Mobileye develops software and sensors that enable vehicles to ‘see’ what’s happening just ahead and issue actionable data to the driver and the vehicle itself to avoid accidents.

Its systems apply algorithms to video images taken from forward placed smart sensors, essentially the driver’s ‘third eye’, that detect pedestrians, cyclists, traffic lights, lane departures, speed traps, other vehicles and other relevant ‘events’ and issue video and audio alerts. In extremis the system triggers automatic braking.

Mobileye: a third eye for drivers


At the sensors’ hardware cores are the company’s proprietary EyeQ chips, which are evolving into the central processors of sensor fusion for fully autonomous vehicles and are being co-developed with semiconductor giant ST Micro.

Mobileye’s collision avoidance systems are being progressively installed in GM, VW, and BMW vehicles and significant in the context of the main thesis of this piece the new SUV designed by SAIC Motor and Alibaba.

They are also at the core of the ADAS sub-systems of Tier-1 auto component suppliers Delphi Automotive and Magna. BMW, Intel and Mobileye are in close collaboration to bring full vehicle autonomy to fruition by 2021.

You get the picture.

But of course there are serious risks here. There’s competition in the form of LIDAR — the roof-top laser based technology approach favoured by Alphabet and Toyota <though Mobileye systems are cheaper>.

.And NXP and Nvidia are entering the fray to wobble Mobile’s foothold.

The company’s share price, which has been a royal rating since the IPO two years ago, was hammered when it lost the Ford account last winter and then again this summer when thad to part company with Tesla over the AutoPilot snafu. A Mobileye system was involved in the car in which the driver was killed. The investigation is not yet complete but preliminary ‘leaks’ suggest that the driver was operating as though the vehicle was fully autonomous, and ignoring Tesla’s clear instruction to always keep his fingers on the wheel. We shall see.

Meanwhile despite Ford and Tesla, Mobileye’s revenues are on the growth trajectory of over 40%, and the business operates on a gross margin of over 75%.

Neither looks set to deteriorate. Arguably, Mobileye and the ADAS industry as a whole are only limbering up for the main event.

Note: Self-drive and electric tend to get bundled together in forward looking coverage but I prefer to keep them apart, so will be posting you thoughts on EVs separately — again, with due attention to what’s sparking in China.

I’ll be showing how and why Elon Musk and his GigaFactory isn’t the only show in town. China is launching a determined and lavishly State supported counter-campaign in order to do in batteries what it did in PV solar panels.

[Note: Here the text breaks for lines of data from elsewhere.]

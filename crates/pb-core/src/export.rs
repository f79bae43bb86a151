//! Note export: JSON, plain text and standalone HTML.

use crate::model::Note;
use chrono::{DateTime, Utc};
use std::fmt::Write as _;
use std::str::FromStr;

#[derive(Debug, Clone, Copy, PartialEq, Eq)]
pub enum ExportFormat {
    Json,
    Txt,
    Html,
}

impl FromStr for ExportFormat {
    type Err = String;

    fn from_str(s: &str) -> Result<Self, Self::Err> {
        match s.to_ascii_lowercase().as_str() {
            "json" => Ok(Self::Json),
            "txt" => Ok(Self::Txt),
            "html" => Ok(Self::Html),
            other => Err(format!("unknown export format: {other}")),
        }
    }
}

impl ExportFormat {
    pub fn extension(&self) -> &'static str {
        match self {
            Self::Json => "json",
            Self::Txt => "txt",
            Self::Html => "html",
        }
    }

    pub fn mime(&self) -> &'static str {
        match self {
            Self::Json => "application/json",
            Self::Txt => "text/plain",
            Self::Html => "text/html",
        }
    }
}

/// A rendered export, ready to hand to a download link.
#[derive(Debug, Clone, PartialEq)]
pub struct ExportFile {
    pub filename: String,
    pub mime: &'static str,
    pub content: String,
}

pub fn export_notes(
    notes: &[Note],
    format: ExportFormat,
    now: DateTime<Utc>,
) -> Result<ExportFile, serde_json::Error> {
    let content = match format {
        ExportFormat::Json => serde_json::to_string_pretty(notes)?,
        ExportFormat::Txt => export_txt(notes),
        ExportFormat::Html => export_html(notes, now),
    };
    Ok(ExportFile {
        filename: format!("pinboard_notes.{}", format.extension()),
        mime: format.mime(),
        content,
    })
}

fn long_date(date: &DateTime<Utc>) -> String {
    date.format("%Y-%m-%d %H:%M:%S").to_string()
}

fn or_untitled(title: &str) -> &str {
    if title.is_empty() { "Untitled" } else { title }
}

fn export_txt(notes: &[Note]) -> String {
    let mut out = String::new();
    for note in notes {
        let _ = writeln!(out, "Title: {}", or_untitled(&note.title));
        let _ = writeln!(out, "Date: {}", long_date(&note.date));
        let _ = writeln!(out, "Category: {}\n", note.category);
        let _ = writeln!(out, "{}\n", note.text);
        out.push_str("------------------------\n\n");
    }
    out
}

fn export_html(notes: &[Note], now: DateTime<Utc>) -> String {
    let mut out = String::from(
        "<!DOCTYPE html>\n<html>\n<head>\n<title>Pinboard Export</title>\n<style>\n\
         body { font-family: sans-serif; max-width: 800px; margin: 0 auto; padding: 20px; }\n\
         .note { padding: 15px; margin-bottom: 20px; border-radius: 5px; }\n\
         .note-title { font-size: 18px; font-weight: bold; margin-bottom: 5px; }\n\
         .note-meta { color: #666; font-size: 12px; margin-bottom: 10px; }\n\
         .note-content { white-space: pre-wrap; }\n\
         </style>\n</head>\n<body>\n<h1>Pinboard Notes Export</h1>\n",
    );
    let _ = writeln!(out, "<p>Exported on {}</p>", long_date(&now));

    for note in notes {
        let _ = writeln!(
            out,
            "<div class=\"note\" style=\"background-color: {}\">",
            escape_html(&note.color)
        );
        let _ = writeln!(
            out,
            "<div class=\"note-title\">{}</div>",
            escape_html(or_untitled(&note.title))
        );
        let _ = writeln!(
            out,
            "<div class=\"note-meta\">Date: {}<br>Category: {}</div>",
            long_date(&note.date),
            escape_html(&note.category)
        );
        let _ = writeln!(
            out,
            "<div class=\"note-content\">{}</div>\n</div>",
            escape_html(&note.text)
        );
    }

    out.push_str("</body>\n</html>\n");
    out
}

pub fn escape_html(raw: &str) -> String {
    let mut out = String::with_capacity(raw.len());
    for c in raw.chars() {
        match c {
            '&' => out.push_str("&amp;"),
            '<' => out.push_str("&lt;"),
            '>' => out.push_str("&gt;"),
            '"' => out.push_str("&quot;"),
            '\'' => out.push_str("&#039;"),
            _ => out.push(c),
        }
    }
    out
}

#[cfg(test)]
mod tests {
    use super::*;

    #[test]
    fn escaping() {
        assert_eq!(
            escape_html(r#"<b>"Tom" & 'Jerry'</b>"#),
            "&lt;b&gt;&quot;Tom&quot; &amp; &#039;Jerry&#039;&lt;/b&gt;"
        );
    }

    #[test]
    fn format_names() {
        assert_eq!("JSON".parse::<ExportFormat>(), Ok(ExportFormat::Json));
        assert_eq!("html".parse::<ExportFormat>(), Ok(ExportFormat::Html));
        assert!("pdf".parse::<ExportFormat>().is_err());
    }
}
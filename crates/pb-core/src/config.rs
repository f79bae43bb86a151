//! Engine configuration.
//!
//! These are build-time knobs rather than user settings; user-facing
//! preferences live in [`crate::model::Settings`] and are persisted.

use crate::model::{Color, DEFAULT_NOTE_COLOR};
use kurbo::Size;

/// Configuration for the note board and its drag positioner.
#[derive(Debug, Clone)]
pub struct BoardConfig {
    /// Stacking order applied to a note while it is being dragged.
    pub drag_z_index: i32,

    /// Stacking order a note falls back to after a drag.
    pub rest_z_index: i32,

    /// Delay before the resting stacking order is restored after a drop,
    /// so overlapping notes do not flicker. Default: **100 ms**.
    pub stacking_restore_delay_ms: f64,

    /// New notes spawn at a random spot inside this area (container-local).
    pub spawn_area: Size,

    pub default_color: String,
}

impl Default for BoardConfig {
    fn default() -> Self {
        Self {
            drag_z_index: 1000,
            rest_z_index: 1,
            stacking_restore_delay_ms: 100.0,
            spawn_area: Size::new(900.0, 500.0),
            default_color: DEFAULT_NOTE_COLOR.to_string(),
        }
    }
}

/// Configuration for the whiteboard stroke engine.
#[derive(Debug, Clone)]
pub struct WhiteboardConfig {
    /// Maximum undo snapshots kept. Default: **20**.
    pub history_limit: usize,

    /// Color the eraser paints with.
    pub background: Color,

    pub stroke_color: Color,
    pub line_width: f64,

    /// Text tool font size = line width × this factor.
    pub text_scale: f64,
}

impl Default for WhiteboardConfig {
    fn default() -> Self {
        Self {
            history_limit: 20,
            background: Color::WHITE,
            stroke_color: Color::BLACK,
            line_width: 2.0,
            text_scale: 10.0,
        }
    }
}
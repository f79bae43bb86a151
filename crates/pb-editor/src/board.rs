//! Note board: the note collection, its categories and settings, and the
//! drag positioner that moves notes around.
//!
//! All mutations go through [`NoteBoard`] and are saved immediately. Note
//! positions only change at the end of a drag gesture.

use crate::input::PointerInput;
use crate::positioner::{FrameRequest, NoteTarget, NoteVisual, Positioner};
use chrono::{DateTime, Utc};
use kurbo::Point;
use pb_core::config::BoardConfig;
use pb_core::css::format_pastel;
use pb_core::export::{ExportFile, ExportFormat, export_notes};
use pb_core::geometry::ContainerMetrics;
use pb_core::id::NoteId;
use pb_core::model::{Note, NoteDraft, NoteField, Position, Settings, ViewMode};
use pb_core::search::{self, ALL_CATEGORIES, DEFAULT_CATEGORIES};
use pb_core::storage::{KeyValueStore, Persistence, keys};
use rand::Rng;
use thiserror::Error;

#[derive(Error, Debug, Clone, PartialEq, Eq)]
pub enum CategoryError {
    #[error("category name is empty")]
    Blank,

    #[error("category {0:?} already exists")]
    Duplicate(String),
}

pub struct NoteBoard<S> {
    notes: Vec<Note>,
    categories: Vec<String>,
    settings: Settings,
    active_category: String,
    positioner: Positioner,
    persistence: Persistence<S>,
    config: BoardConfig,
}

impl<S: KeyValueStore> NoteBoard<S> {
    /// Load notes, categories and settings from `store`. Missing or
    /// unreadable records fall back to an empty board with the default
    /// categories.
    pub fn load(store: S, config: BoardConfig) -> Self {
        let persistence = Persistence::new(store);
        let notes: Vec<Note> = persistence.load(keys::NOTES, Vec::new());
        let default_categories: Vec<String> =
            DEFAULT_CATEGORIES.iter().map(|c| c.to_string()).collect();
        let categories = persistence.load(keys::CATEGORIES, default_categories);
        let settings = persistence.load(keys::SETTINGS, Settings::default());

        let mut positioner = Positioner::new(&config);
        for note in &notes {
            positioner.sync_note(note.id, stored_point(note));
        }
        log::debug!("loaded {} notes, {} categories", notes.len(), categories.len());

        Self {
            notes,
            categories,
            settings,
            active_category: ALL_CATEGORIES.to_string(),
            positioner,
            persistence,
            config,
        }
    }

    // ─── Queries ─────────────────────────────────────────────────────────

    pub fn notes(&self) -> &[Note] {
        &self.notes
    }

    pub fn note(&self, id: NoteId) -> Option<&Note> {
        self.notes.iter().find(|n| n.id == id)
    }

    pub fn categories(&self) -> &[String] {
        &self.categories
    }

    pub fn settings(&self) -> &Settings {
        &self.settings
    }

    pub fn active_category(&self) -> &str {
        &self.active_category
    }

    pub fn view_mode(&self) -> ViewMode {
        self.positioner.view_mode()
    }

    pub fn visual(&self, id: NoteId) -> Option<&NoteVisual> {
        self.positioner.visual(id)
    }

    pub fn store(&self) -> &S {
        self.persistence.store()
    }

    /// Notes in the active category, pinned notes last.
    pub fn render_order(&self) -> Vec<&Note> {
        search::arrange(&self.notes, &self.active_category)
    }

    pub fn search(&self, query: &str) -> Vec<&Note> {
        search::search(&self.notes, query, &self.active_category)
    }

    pub fn export(
        &self,
        format: ExportFormat,
        now: DateTime<Utc>,
    ) -> Result<ExportFile, serde_json::Error> {
        export_notes(&self.notes, format, now)
    }

    // ─── Note lifecycle ──────────────────────────────────────────────────

    /// Create a note at a random spot inside the spawn area. Blank drafts
    /// are rejected.
    pub fn create_note(&mut self, draft: NoteDraft, now: DateTime<Utc>) -> Option<NoteId> {
        let area = self.config.spawn_area;
        let mut rng = rand::thread_rng();
        let spawn = Point::new(
            rng.gen_range(0.0..area.width.max(1.0)).floor(),
            rng.gen_range(0.0..area.height.max(1.0)).floor(),
        );
        self.create_note_at(draft, now, spawn)
    }

    pub fn create_note_at(
        &mut self,
        draft: NoteDraft,
        now: DateTime<Utc>,
        spawn: Point,
    ) -> Option<NoteId> {
        if draft.is_blank() {
            log::warn!("refusing to create an empty note");
            return None;
        }
        let mut draft = draft;
        if draft.color.trim().is_empty() {
            draft.color = self.config.default_color.clone();
        }
        let mut note = Note::new(draft, now);
        note.position = Some(Position::from_point(spawn));
        let id = note.id;
        self.positioner.sync_note(id, Some(spawn));
        self.notes.push(note);
        self.save_notes();
        log::debug!("created note {id}");
        Some(id)
    }

    pub fn delete_note(&mut self, id: NoteId) -> bool {
        let before = self.notes.len();
        self.notes.retain(|n| n.id != id);
        if self.notes.len() == before {
            return false;
        }
        self.positioner.forget(id);
        self.save_notes();
        true
    }

    pub fn clear_all(&mut self) {
        self.notes.clear();
        self.positioner.forget_all();
        self.save_notes();
    }

    pub fn update_note(&mut self, id: NoteId, field: NoteField) -> bool {
        let Some(note) = self.notes.iter_mut().find(|n| n.id == id) else {
            return false;
        };
        field.apply(note);
        self.save_notes();
        true
    }

    /// Flip the pinned flag. Returns `false` when the note does not exist.
    pub fn toggle_pin(&mut self, id: NoteId) -> bool {
        let Some(note) = self.notes.iter_mut().find(|n| n.id == id) else {
            return false;
        };
        note.pinned = !note.pinned;
        self.save_notes();
        true
    }

    /// Assign a random pastel color.
    pub fn recolor_note(&mut self, id: NoteId) -> Option<String> {
        let hue: u16 = rand::thread_rng().gen_range(0..360);
        let color = format_pastel(hue);
        self.update_note(id, NoteField::Color(color.clone()))
            .then_some(color)
    }

    pub fn save_notes(&mut self) -> bool {
        self.persistence.save(keys::NOTES, &self.notes)
    }

    // ─── Categories ──────────────────────────────────────────────────────

    pub fn add_category(&mut self, name: &str) -> Result<String, CategoryError> {
        let category = search::normalize_category(name).ok_or(CategoryError::Blank)?;
        if self.categories.contains(&category) {
            return Err(CategoryError::Duplicate(category));
        }
        self.categories.push(category.clone());
        self.persistence.save(keys::CATEGORIES, &self.categories);
        Ok(category)
    }

    pub fn set_category_filter(&mut self, category: &str) {
        self.active_category = category.to_string();
    }

    // ─── Settings ────────────────────────────────────────────────────────

    pub fn toggle_dark_mode(&mut self) {
        self.settings.toggle_dark_mode();
        self.save_settings();
    }

    pub fn update_settings(&mut self, settings: Settings) {
        self.settings = settings;
        self.save_settings();
    }

    pub fn save_settings(&mut self) -> bool {
        self.persistence.save(keys::SETTINGS, &self.settings)
    }

    /// Persist every record (Ctrl+S).
    pub fn save_all(&mut self) -> bool {
        let notes = self.save_notes();
        let categories = self.persistence.save(keys::CATEGORIES, &self.categories);
        let settings = self.save_settings();
        notes && categories && settings
    }

    // ─── Drag gestures ───────────────────────────────────────────────────

    /// Grab a note. `None` (the pointer is not over a note) and unknown ids
    /// are ignored. An active drag is committed before the new one starts.
    pub fn begin_drag(
        &mut self,
        input: &PointerInput,
        target: Option<NoteTarget>,
        container: &ContainerMetrics,
    ) -> bool {
        let Some(target) = target else {
            return false;
        };
        if self.note(target.id).is_none() {
            log::debug!("drag target {} is not a note", target.id);
            return false;
        }
        if self.positioner.is_dragging() {
            self.end_drag(input.timestamp_ms);
        }
        self.positioner.begin(input, target, container)
    }

    pub fn update_drag(&mut self, input: &PointerInput, container: &ContainerMetrics) -> FrameRequest {
        self.positioner.update(input, container)
    }

    pub fn on_animation_frame(&mut self) -> Option<(NoteId, Point)> {
        self.positioner.on_animation_frame()
    }

    /// Drop the dragged note: store its final position and save once.
    pub fn end_drag(&mut self, now_ms: f64) -> Option<Point> {
        let (id, point) = self.positioner.end(now_ms)?;
        let note = self.notes.iter_mut().find(|n| n.id == id)?;
        note.position = Some(Position::from_point(point));
        self.save_notes();
        Some(point)
    }

    pub fn tick(&mut self, now_ms: f64) {
        self.positioner.tick(now_ms);
    }

    pub fn is_dragging(&self) -> bool {
        self.positioner.is_dragging()
    }

    /// Switch between grid and list layout, ending any drag first.
    pub fn set_view_mode(&mut self, mode: ViewMode, now_ms: f64) {
        if self.positioner.is_dragging() {
            self.end_drag(now_ms);
        }
        let stored: Vec<(NoteId, Option<Point>)> =
            self.notes.iter().map(|n| (n.id, stored_point(n))).collect();
        self.positioner.set_view_mode(mode, stored);
    }
}

fn stored_point(note: &Note) -> Option<Point> {
    note.position.as_ref().and_then(Position::to_point)
}

#[cfg(test)]
mod tests {
    use super::*;
    use pb_core::css::parse_color;
    use pb_core::storage::MemoryStore;
    use pretty_assertions::assert_eq;

    fn board() -> NoteBoard<MemoryStore> {
        NoteBoard::load(MemoryStore::new(), BoardConfig::default())
    }

    fn now() -> DateTime<Utc> {
        DateTime::parse_from_rfc3339("2024-03-04T09:15:00Z")
            .unwrap()
            .with_timezone(&Utc)
    }

    #[test]
    fn fresh_board_has_default_categories() {
        let b = board();
        assert!(b.notes().is_empty());
        assert_eq!(b.categories(), &["work", "personal", "other"]);
        assert_eq!(b.active_category(), "all");
    }

    #[test]
    fn create_spawns_inside_area_and_saves() {
        let mut b = board();
        let id = b.create_note(NoteDraft::new("Groceries", "milk"), now()).unwrap();
        let p = b.note(id).unwrap().position.as_ref().unwrap().to_point().unwrap();
        assert!((0.0..900.0).contains(&p.x) && (0.0..500.0).contains(&p.y));
        assert_eq!(b.store().write_count(keys::NOTES), 1);
        assert_eq!(b.note(id).unwrap().color, "#fff9b1");
    }

    #[test]
    fn blank_draft_is_rejected() {
        let mut b = board();
        assert_eq!(b.create_note(NoteDraft::new("  ", "\n"), now()), None);
        assert_eq!(b.store().write_count(keys::NOTES), 0);
    }

    #[test]
    fn update_and_pin_unknown_note_report_false() {
        let mut b = board();
        let ghost = NoteId::intern("ghost_note");
        assert!(!b.toggle_pin(ghost));
        assert!(!b.update_note(ghost, NoteField::Title("x".into())));
        assert!(!b.delete_note(ghost));
    }

    #[test]
    fn pinned_notes_render_last() {
        let mut b = board();
        let a = b.create_note_at(NoteDraft::new("a", ""), now(), Point::ZERO).unwrap();
        let c = b.create_note_at(NoteDraft::new("c", ""), now(), Point::ZERO).unwrap();
        assert!(b.toggle_pin(a));
        let order: Vec<NoteId> = b.render_order().iter().map(|n| n.id).collect();
        assert_eq!(order, vec![c, a]);
    }

    #[test]
    fn category_filter_and_search() {
        let mut b = board();
        b.create_note_at(NoteDraft::new("Standup", "").with_category("work"), now(), Point::ZERO);
        b.create_note_at(NoteDraft::new("Gym", "legs").with_category("personal"), now(), Point::ZERO);
        b.set_category_filter("work");
        assert_eq!(b.render_order().len(), 1);
        assert_eq!(b.search("LEGS")[0].title, "Gym");
        assert_eq!(b.search("")[0].title, "Standup");
    }

    #[test]
    fn add_category_normalizes_and_rejects_duplicates() {
        let mut b = board();
        assert_eq!(b.add_category("  Side  Projects "), Ok("side-projects".to_string()));
        assert_eq!(
            b.add_category("side projects"),
            Err(CategoryError::Duplicate("side-projects".into()))
        );
        assert_eq!(b.add_category("   "), Err(CategoryError::Blank));
        assert_eq!(b.store().write_count(keys::CATEGORIES), 1);
    }

    #[test]
    fn recolor_stores_pastel_hsl() {
        let mut b = board();
        let id = b.create_note_at(NoteDraft::new("t", ""), now(), Point::ZERO).unwrap();
        let color = b.recolor_note(id).unwrap();
        assert!(color.starts_with("hsl(") && color.ends_with(", 100%, 85%)"));
        let parsed = parse_color(&color).unwrap();
        assert!(parsed.r >= 0xb2 && parsed.g >= 0xb2 && parsed.b >= 0xb2);
        assert_eq!(b.note(id).unwrap().color, color);
    }

    #[test]
    fn board_reloads_from_store() {
        let store = MemoryStore::new();
        let mut b = NoteBoard::load(store.clone(), BoardConfig::default());
        let id = b
            .create_note_at(NoteDraft::new("keep", "me"), now(), Point::new(12.0, 34.0))
            .unwrap();
        b.toggle_dark_mode();

        let reloaded = NoteBoard::load(store, BoardConfig::default());
        assert_eq!(reloaded.notes(), b.notes());
        assert_eq!(reloaded.settings(), b.settings());
        assert_eq!(
            reloaded.note(id).unwrap().position,
            Some(Position::from_point(Point::new(12.0, 34.0)))
        );
    }
}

Obviously this puts high profile Warren Buffett investment BYD, China’s biggest battery maker into the frame as well as an intriguing new player Contemporary Amerpex Tech, which may be poised for what could be an interesting IPO. At the same time, China Molybdenum’s move on DRG’s Tenke mine puts the geopolitics of cobalt into the headlights.

In the next article in this series — which I’ll send to you on Wednesday — we’ll look at another company terraforming a dysfunctional environment. This time: Agriculture.

PS: Apple scaling down it’s car project… I feel I should be standing in white sackcloth and ashes as I didn’t get wind of the pivot at Project Titan. There is almost certainly a power struggle going on between Jony Ive’s Industrial Design division and the rest of Apple over the car with the former dead keen to transform the way cars are designed and made and to make it a worthy Jobs legacy.

Interesting that Ive is scarcely ever at the Apple HQ these days. That aside, the engineering team at Titan seems to have concluded that it’s too difficult and risky for Apple to attempt it on its own. After all Google has come to the same conclusion. It adds to speculation about what exactly lay behind Apple’s $1 billion investment in Didi Chuxing.

Surely more than a promising portfolio investment decision? I’ll try to do better at sussing that out than I have with Project Titan. But we still can’t completely count out the prospect of an Apple vehicle.